(Provided records begins)

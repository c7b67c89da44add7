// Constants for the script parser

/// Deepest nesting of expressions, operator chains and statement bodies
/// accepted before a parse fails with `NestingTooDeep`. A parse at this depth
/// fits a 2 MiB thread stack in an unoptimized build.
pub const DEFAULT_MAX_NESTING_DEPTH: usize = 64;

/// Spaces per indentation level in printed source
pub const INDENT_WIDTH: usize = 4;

(Provided records ends)

§ **Exercise description**
Please return exactly the lines from the first line of the material through the one with "pub const DEFAULT_MAX_NESTING_DEPTH: usize", and no lines after it.

§ **Exercise result**
repository c7b67c89da44add7
// Constants for the script parser

/// Deepest nesting of expressions, operator chains and statement bodies
/// accepted before a parse fails with `NestingTooDeep`. A parse at this depth
/// fits a 2 MiB thread stack in an unoptimized build.
pub const DEFAULT_MAX_NESTING_DEPTH: usize = 64;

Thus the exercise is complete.